= RECORDS PROVIDED =
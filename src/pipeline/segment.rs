//! Fragment segmentation: recover label/value rows from scattered text.
//!
//! Statements lay out metrics as one column of `label … value` rows, but the
//! PDF only tells us where each text run sits. Rows are rebuilt from
//! geometry alone:
//!
//! ```text
//! fragments ──▶ index by bbox ──▶ group by y0 ──▶ merge drifting singles ──▶ pairs ──▶ metrics
//! ```
//!
//! 1. Fragments are keyed by their rounded bbox (identical keys: last one
//!    wins) and grouped into lines by exact rounded y0.
//! 2. Lines with two fragments are candidate rows as-is. Lines with one
//!    fragment are "singles": often half of a row whose label and value
//!    baselines differ by a fraction of a point.
//! 3. Consecutive singles (sorted by y0) whose y0 differ by at most the
//!    merge tolerance are joined into one merged group.
//! 4. Candidates are the merged groups with two fragments, followed by the
//!    original two-fragment lines, each in ascending y0 order.
//! 5. A candidate becomes a metric when exactly one cell is numeric
//!    (see [`crate::pipeline::classify`]).
//!
//! Repeated metric names are settled by the configured
//! [`ConflictPolicy`]; with the default, the later candidate wins.

use crate::config::{ConflictPolicy, ReconConfig};
use crate::error::ReconError;
use crate::output::MetricMap;
use crate::pipeline::classify::classify_pair;
use crate::pipeline::fragment::{to_hundredths, BBoxKey, TextFragment};
use std::collections::{BTreeMap, BTreeSet};
use tracing::{debug, trace};

/// Fragments of one visual row, keyed by bbox so cells keep x-order.
type Row<'a> = BTreeMap<BBoxKey, &'a str>;

/// Groups fragments into rows and pairs them into metrics.
#[derive(Debug, Clone)]
pub struct Segmenter<'a> {
    tolerance: i64,
    policy: ConflictPolicy,
    stop_list: &'a BTreeSet<String>,
}

impl<'a> Segmenter<'a> {
    /// `tolerance` is in points; it is rounded to hundredths like the keys.
    pub fn new(tolerance: f64, policy: ConflictPolicy, stop_list: &'a BTreeSet<String>) -> Self {
        Self {
            tolerance: to_hundredths(tolerance),
            policy,
            stop_list,
        }
    }

    pub fn from_config(config: &'a ReconConfig) -> Self {
        Self::new(
            config.merge_tolerance,
            config.conflict_policy,
            &config.stop_list,
        )
    }

    /// Turn a document's non-period fragments into a metric map.
    ///
    /// Never fails on ambiguous data; only the strict conflict policy can
    /// return an error ([`ReconError::DuplicateMetric`]).
    pub fn segment<'f, I>(&self, fragments: I) -> Result<MetricMap, ReconError>
    where
        I: IntoIterator<Item = &'f TextFragment>,
    {
        let indexed = self.index(fragments);
        let lines = group_lines(&indexed);
        let merged = merge_singles(&lines, self.tolerance);
        debug!(
            "Segmenting {} fragments: {} lines, {} merged groups",
            indexed.len(),
            lines.len(),
            merged.len()
        );

        let candidates = merged
            .iter()
            .map(|(_, row)| row)
            .chain(lines.values())
            .filter(|row| row.len() == 2);

        let mut metrics = MetricMap::new();
        for row in candidates {
            let mut cells = row.values();
            let (Some(first), Some(second)) = (cells.next(), cells.next()) else {
                continue;
            };
            let Some((name, value)) = classify_pair(first, second) else {
                trace!("Ambiguous row dropped: {:?} / {:?}", first, second);
                continue;
            };
            if let Err((name, existing, rejected)) = self.policy.insert(&mut metrics, name, value) {
                return Err(ReconError::DuplicateMetric {
                    name,
                    first: *existing,
                    second: rejected,
                });
            }
        }

        Ok(metrics)
    }

    /// Key every fragment by its rounded bbox, dropping stop-list text.
    fn index<'f, I>(&self, fragments: I) -> BTreeMap<BBoxKey, &'f str>
    where
        I: IntoIterator<Item = &'f TextFragment>,
    {
        fragments
            .into_iter()
            .filter(|f| !self.stop_list.contains(&f.text))
            .map(|f| (f.bbox.key(), f.text.as_str()))
            .collect()
    }
}

/// Partition indexed fragments by exact rounded y0.
fn group_lines<'a>(indexed: &BTreeMap<BBoxKey, &'a str>) -> BTreeMap<i64, Row<'a>> {
    let mut lines: BTreeMap<i64, Row<'a>> = BTreeMap::new();
    for (key, text) in indexed {
        lines.entry(key.y0).or_default().insert(*key, *text);
    }
    lines
}

/// Join runs of consecutive single-fragment lines that sit within
/// `tolerance` hundredths of each other.
///
/// Each run is keyed by the y0 of its first line. Singles that do not join a
/// neighbour are not returned.
fn merge_singles<'a>(lines: &BTreeMap<i64, Row<'a>>, tolerance: i64) -> Vec<(i64, Row<'a>)> {
    let singles: Vec<(i64, &Row<'a>)> = lines
        .iter()
        .filter(|(_, row)| row.len() == 1)
        .map(|(y0, row)| (*y0, row))
        .collect();

    // Keys saturate at the i64 range, so distances are taken unsigned.
    let tolerance = u64::try_from(tolerance).unwrap_or(0);
    let mut merged = Vec::new();
    let mut run: Option<(i64, Row<'a>)> = None;

    for (i, (y0, row)) in singles.iter().enumerate() {
        let joins_next = singles
            .get(i + 1)
            .is_some_and(|(next_y0, _)| next_y0.abs_diff(*y0) <= tolerance);

        match run.as_mut() {
            Some((_, acc)) => acc.extend(row.iter().map(|(k, v)| (*k, *v))),
            None if joins_next => run = Some((*y0, (*row).clone())),
            None => {}
        }

        if !joins_next {
            if let Some(done) = run.take() {
                merged.push(done);
            }
        }
    }

    merged
}
//! Input resolution: list the statement documents in a folder.
//!
//! A folder of downloaded statements usually also holds lock files
//! (`~$report.pdf`), exports in other formats and sub-folders. Only regular
//! files with the configured extension and without the reserved prefix are
//! returned, sorted by file name so that "later file wins" is reproducible
//! across platforms.

use crate::config::ReconConfig;
use crate::error::ReconError;
use std::path::{Path, PathBuf};
use tracing::debug;

/// `true` when `path`'s file name passes the prefix and extension filters.
pub fn is_statement_file(path: &Path, extension: &str, skip_prefix: &str) -> bool {
    let Some(name) = path.file_name().and_then(|n| n.to_str()) else {
        return false;
    };
    if !skip_prefix.is_empty() && name.starts_with(skip_prefix) {
        return false;
    }
    path.extension()
        .and_then(|e| e.to_str())
        .is_some_and(|e| e.eq_ignore_ascii_case(extension))
}

/// List the statement documents in `folder`, sorted by file name.
pub fn list_statement_files(folder: &Path, config: &ReconConfig) -> Result<Vec<PathBuf>, ReconError> {
    if !folder.exists() {
        return Err(ReconError::FolderNotFound {
            path: folder.to_path_buf(),
        });
    }
    if !folder.is_dir() {
        return Err(ReconError::NotADirectory {
            path: folder.to_path_buf(),
        });
    }

    let entries = std::fs::read_dir(folder).map_err(|e| folder_error(folder, e))?;

    let mut files = Vec::new();
    for entry in entries {
        let entry = entry.map_err(|e| folder_error(folder, e))?;
        let path = entry.path();
        let is_file = entry.file_type().map(|t| t.is_file()).unwrap_or(false);
        if !is_file {
            continue;
        }
        if is_statement_file(&path, &config.extension, &config.skip_prefix) {
            files.push(path);
        } else {
            debug!("Skipping {}", path.display());
        }
    }

    files.sort_by(|a, b| a.file_name().cmp(&b.file_name()));
    debug!("Found {} statement files in {}", files.len(), folder.display());
    Ok(files)
}

/// Reject input whose first bytes are not the `%PDF` magic.
pub fn check_pdf_magic(bytes: &[u8]) -> Result<(), ReconError> {
    if bytes.len() >= 4 && &bytes[..4] != b"%PDF" {
        let mut magic = [0u8; 4];
        magic.copy_from_slice(&bytes[..4]);
        return Err(ReconError::NotAPdf { magic });
    }
    Ok(())
}

fn folder_error(folder: &Path, e: std::io::Error) -> ReconError {
    if e.kind() == std::io::ErrorKind::PermissionDenied {
        ReconError::PermissionDenied {
            path: folder.to_path_buf(),
        }
    } else {
        ReconError::Io {
            path: folder.to_path_buf(),
            source: e,
        }
    }
}
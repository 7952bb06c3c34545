//! Remote report client: fetch the reporting API's view of each period.
//!
//! Reports are produced asynchronously by the API, so fetching one is a
//! three-step exchange:
//!
//! ```text
//! POST {url}        {"type":"profit-and-loss", "from", "to", …}  ──▶ 201, report id
//! GET  {url}        [{"id": …, "status": "completed"}, …]        (poll until ready)
//! GET  {url}{id}    report JSON
//! ```
//!
//! [`fetch_reports`] runs one such exchange per period, all concurrently over
//! a shared connection pool. A failing period is logged and recorded in
//! [`RemoteReports::failures`]; it never cancels the others.

use crate::config::ReconConfig;
use crate::error::ReconError;
use crate::pipeline::period::DateRange;
use async_trait::async_trait;
use futures::stream::{self, StreamExt};
use reqwest::StatusCode;
use serde::{Deserialize, Serialize};
use serde_json::Value;
use std::collections::BTreeMap;
use std::time::Duration;
use tokio::time::{sleep, Instant};
use tracing::{debug, info, warn};

/// Report type requested from the API.
const REPORT_TYPE: &str = "profit-and-loss";

/// Source of remote reports, one per (marketplace, period).
///
/// [`HttpReportClient`] is the real transport; tests and callers can
/// substitute their own.
#[async_trait]
pub trait ReportApi: Send + Sync {
    /// Fetch the finished report for `period`.
    async fn fetch_report(
        &self,
        marketplace_id: &str,
        period: &DateRange,
    ) -> Result<Value, ReconError>;
}

/// Reports fetched for a set of periods.
#[derive(Debug, Clone, Default, Serialize)]
pub struct RemoteReports {
    /// Period → raw report JSON.
    pub reports: BTreeMap<DateRange, Value>,
    /// Periods whose report could not be fetched, with the reason.
    pub failures: Vec<(DateRange, String)>,
}

impl RemoteReports {
    pub fn get(&self, period: &DateRange) -> Option<&Value> {
        self.reports.get(period)
    }
}

/// `reqwest`-backed [`ReportApi`].
#[derive(Debug, Clone)]
pub struct HttpReportClient {
    client: reqwest::Client,
    url: String,
    token: Option<String>,
    timeout: Duration,
    poll_interval: Duration,
}

/// One entry of the report status listing.
#[derive(Debug, Deserialize)]
struct ReportStatus {
    #[serde(default)]
    id: Value,
    #[serde(default)]
    status: Option<String>,
}

impl HttpReportClient {
    /// Build a client from the `api_*` settings of `config`.
    ///
    /// The connection pool is shared by every request made through the
    /// returned client (and its clones).
    pub fn new(config: &ReconConfig) -> Result<Self, ReconError> {
        let timeout = Duration::from_secs(config.api_timeout_secs);
        let client = reqwest::Client::builder()
            .timeout(timeout)
            .build()
            .map_err(|e| ReconError::Internal(format!("HTTP client: {}", e)))?;

        Ok(Self {
            client,
            url: config.api_url.clone(),
            token: config.api_token.clone(),
            timeout,
            poll_interval: Duration::from_millis(config.poll_interval_ms),
        })
    }

    fn authorized(&self, request: reqwest::RequestBuilder) -> reqwest::RequestBuilder {
        let request = request.header(reqwest::header::ACCEPT, "application/json");
        match self.token {
            Some(ref token) => request.header(reqwest::header::AUTHORIZATION, format!("JWT {}", token)),
            None => request,
        }
    }

    fn request_error(&self, period: &DateRange, e: reqwest::Error) -> ReconError {
        if e.is_timeout() {
            ReconError::RemoteTimeout {
                period: *period,
                secs: self.timeout.as_secs(),
            }
        } else {
            ReconError::RemoteRequestFailed {
                period: *period,
                reason: e.to_string(),
            }
        }
    }

    /// Ask the API to build a report; returns its id.
    async fn request_report(
        &self,
        marketplace_id: &str,
        period: &DateRange,
    ) -> Result<String, ReconError> {
        let body = serde_json::json!({
            "type": REPORT_TYPE,
            "marketplace_id": marketplace_value(marketplace_id),
            "brandIds": "",
            "productIds": "",
            "parentIds": "",
            "name": "Name",
            "from": period.start_str(),
            "to": period.end_str(),
        });

        let response = self
            .authorized(self.client.post(&self.url))
            .json(&body)
            .send()
            .await
            .map_err(|e| self.request_error(period, e))?;

        if response.status() != StatusCode::CREATED {
            return Err(ReconError::ReportNotCreated {
                period: *period,
                status: response.status().as_u16(),
            });
        }

        let text = response
            .text()
            .await
            .map_err(|e| self.request_error(period, e))?;
        parse_report_id(&text).ok_or_else(|| ReconError::RemoteRequestFailed {
            period: *period,
            reason: format!("unexpected report id {:?}", text),
        })
    }

    /// Poll the status listing until report `id` is completed.
    async fn wait_until_completed(&self, id: &str, period: &DateRange) -> Result<(), ReconError> {
        let deadline = Instant::now() + self.timeout;
        let mut polls = 0u32;

        loop {
            polls += 1;
            let listing: Vec<ReportStatus> = self
                .authorized(self.client.get(&self.url))
                .send()
                .await
                .map_err(|e| self.request_error(period, e))?
                .json()
                .await
                .map_err(|e| self.request_error(period, e))?;

            if is_completed(&listing, id) {
                debug!("Report {} for {} ready after {} polls", id, period, polls);
                return Ok(());
            }

            if Instant::now() + self.poll_interval >= deadline {
                return Err(ReconError::RemoteTimeout {
                    period: *period,
                    secs: self.timeout.as_secs(),
                });
            }
            sleep(self.poll_interval).await;
        }
    }

    async fn download(&self, id: &str, period: &DateRange) -> Result<Value, ReconError> {
        let url = format!("{}{}", self.url, id);
        self.authorized(self.client.get(&url))
            .send()
            .await
            .map_err(|e| self.request_error(period, e))?
            .json()
            .await
            .map_err(|e| self.request_error(period, e))
    }
}

#[async_trait]
impl ReportApi for HttpReportClient {
    async fn fetch_report(
        &self,
        marketplace_id: &str,
        period: &DateRange,
    ) -> Result<Value, ReconError> {
        let id = self.request_report(marketplace_id, period).await?;
        debug!("Requested report {} for {}", id, period);
        self.wait_until_completed(&id, period).await?;
        self.download(&id, period).await
    }
}

/// Fetch one report per period, all concurrently.
///
/// Always returns once every period has finished; failures are logged and
/// collected rather than propagated.
pub async fn fetch_reports(
    api: &dyn ReportApi,
    marketplace_id: &str,
    periods: &[DateRange],
) -> RemoteReports {
    info!(
        "Fetching {} remote reports for marketplace {}",
        periods.len(),
        marketplace_id
    );

    let results: Vec<(DateRange, Result<Value, ReconError>)> =
        stream::iter(periods.iter().copied())
            .map(move |period| async move { (period, api.fetch_report(marketplace_id, &period).await) })
            .buffer_unordered(periods.len().max(1))
            .collect()
            .await;

    let mut out = RemoteReports::default();
    for (period, result) in results {
        match result {
            Ok(report) => {
                out.reports.insert(period, report);
            }
            Err(e) => {
                warn!("Remote report for {} failed: {}", period, e);
                out.failures.push((period, e.to_string()));
            }
        }
    }
    out.failures.sort_by_key(|(period, _)| *period);

    info!(
        "Fetched {}/{} remote reports",
        out.reports.len(),
        periods.len()
    );
    out
}

/// [`fetch_reports`] over an [`HttpReportClient`] built from `config`.
pub async fn fetch_remote_reports(
    config: &ReconConfig,
    marketplace_id: &str,
    periods: &[DateRange],
) -> Result<RemoteReports, ReconError> {
    let client = HttpReportClient::new(config)?;
    Ok(fetch_reports(&client, marketplace_id, periods).await)
}

// ── Internal helpers ─────────────────────────────────────────────────────

/// Numeric marketplace ids go out as JSON numbers, anything else as a string.
fn marketplace_value(marketplace_id: &str) -> Value {
    marketplace_id
        .trim()
        .parse::<i64>()
        .map(Value::from)
        .unwrap_or_else(|_| Value::from(marketplace_id))
}

/// The create call answers with a bare or JSON-quoted id.
fn parse_report_id(body: &str) -> Option<String> {
    let id = body.trim().trim_matches('"').trim();
    if id.is_empty() || id.contains(char::is_whitespace) {
        return None;
    }
    Some(id.to_string())
}

fn is_completed(listing: &[ReportStatus], id: &str) -> bool {
    listing
        .iter()
        .any(|entry| id_matches(&entry.id, id) && entry.status.as_deref() == Some("completed"))
}

fn id_matches(value: &Value, id: &str) -> bool {
    match value {
        Value::String(s) => s == id,
        Value::Number(n) => n.to_string() == id,
        _ => false,
    }
}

= REQUIRED WORK =
Retype only this range exactly: the first line of the data through the line where "at most the" appears.

= SOLUTION TO THE EXERCISE =
filename src/pipeline/segment.rs
//! Fragment segmentation: recover label/value rows from scattered text.
//!
//! Statements lay out metrics as one column of `label … value` rows, but the
//! PDF only tells us where each text run sits. Rows are rebuilt from
//! geometry alone:
//!
//! ```text
//! fragments ──▶ index by bbox ──▶ group by y0 ──▶ merge drifting singles ──▶ pairs ──▶ metrics
//! ```
//!
//! 1. Fragments are keyed by their rounded bbox (identical keys: last one
//!    wins) and grouped into lines by exact rounded y0.
//! 2. Lines with two fragments are candidate rows as-is. Lines with one
//!    fragment are "singles": often half of a row whose label and value
//!    baselines differ by a fraction of a point.
//! 3. Consecutive singles (sorted by y0) whose y0 differ by at most the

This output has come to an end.